Interpretive Summary: The corn earworm (Helicoverpa zea) is a major agricultural pest that affects crops such as corn and cotton. To control these pests, researchers have developed genetically modified (Bt) crops that produce insecticidal proteins like Cry toxin. However, some corn earworm populations have devolved resistance to Cry toxin over time, leading to the adoption of a new Bt protein, Vip. IIn this study, we analyzed three strains of corn earworm—two susceptible to Bt toxins and one that exhibited field resistance to Cry. We investigated the activity of two serine proteases and two binding receptor proteins in the insect's gut. Results revealed that resistant insects displayed altered protease activity and gene expression, likely diminishing the effectiveness of Cry toxin. Exposure to Vip led to an increase in one protease activity, indicating its role in activating Vip. Additionally, we assessed the expression levels of Cry binding receptor genes and detoxification enzymes. Their findings highlighted changes in protease and receptor gene expression—rather than detoxification enzymes—as key factors contributing to Cry toxin resistance in field-derived corn earworm populations. This study suggests that resistance mechanisms in corn earworms stem from modifications in proteolytic processing and gene expression.
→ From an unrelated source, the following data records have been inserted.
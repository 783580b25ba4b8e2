// ==========================================
// 轮胎库存上报系统 - 仓储层错误类型
// ==========================================
// 工具: thiserror 派生宏
// ==========================================

use thiserror::Error;

/// 仓储层错误类型
#[derive(Error, Debug)]
pub enum RepositoryError {
    #[error("记录未找到: {entity} with id={id}")]
    NotFound { entity: String, id: String },

    #[error("无效的存储键: {0}")]
    InvalidKey(String),

    #[error("文件读写失败: {0}")]
    Io(String),

    #[error("序列化失败: {0}")]
    Serialization(String),

    #[error(transparent)]
    Other(#[from] anyhow::Error),
}

// 实现 From<std::io::Error>
impl From<std::io::Error> for RepositoryError {
    fn from(err: std::io::Error) -> Self {
        RepositoryError::Io(err.to_string())
    }
}

// 实现 From<serde_json::Error>
impl From<serde_json::Error> for RepositoryError {
    fn from(err: serde_json::Error) -> Self {
        RepositoryError::Serialization(err.to_string())
    }
}

/// Result 类型别名
pub type RepositoryResult<T> = Result<T, RepositoryError>;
Technical Abstract: Field-evolved resistance of Helicoverpa zea to the Bacillus thuringiensis (Bt) crystalline (Cry) toxins was first documented over a decade ago, prompting the adoption of genetically engineered crops expressing the Bt vegetative insecticidal protein (Vip). To better understand the molecular and biochemical mechanisms underlying Cry resistance, and to compare the distinct actions to Vip in H. zea, we analyzed two laboratory strains (Benzon and SIMRU) and one field population collected from commercial corn near Pickens, AR. In midgut brush-border membrane vesicles (BBMVs) isolated from larval midguts, the activities of chymotrypsin-like proteases, aminopeptidase N (APN) and alkaline phosphatase (ALP) were significantly altered in the Pickens strain compared to the SIMRU or Benzon populations in both 5th and 4th instar larvae, respectively. In contrast, no significant differences in trypsin-like activities were detected among three colonies. In Benzon larvae, exposure of neonates to a sublethal dose of Vip3A significantly increased chymotrypsin-like activity in 3rd instars but had no effect in later instars. Gene expression analysis of two serine protease genes (trypsin CFT-1 like serine and chymotrypsin-1-like protease), and five receptor binding genes (cadherin, ATP-binding cassette family C2, APN1, APN2, ALP) revealed significant downregulation of chymotrypsin-1-like protease and APN2 gene in the tolerant Pickens population. In contrast, transcript levels of gut detoxification enzymes genes (esterase, GST, CYP6B8 and CYP6B28) showed no significant differences among the three colonies. These findings suggest that chymotrypsin protease may play an important role in the activation of both Cry1Ac and Vip3A toxins in H. zea. The altered chymotrypsin-like and APN activities and downregulation of chymotrypsin-1-like protease and APN2 in the Pickens population may contribute to Cry tolerance. These insights into the biochemical and molecular basis of Bt tolerance may enhance our understanding of resistance mechanisms and support the development of more effective insect resistance management strategies.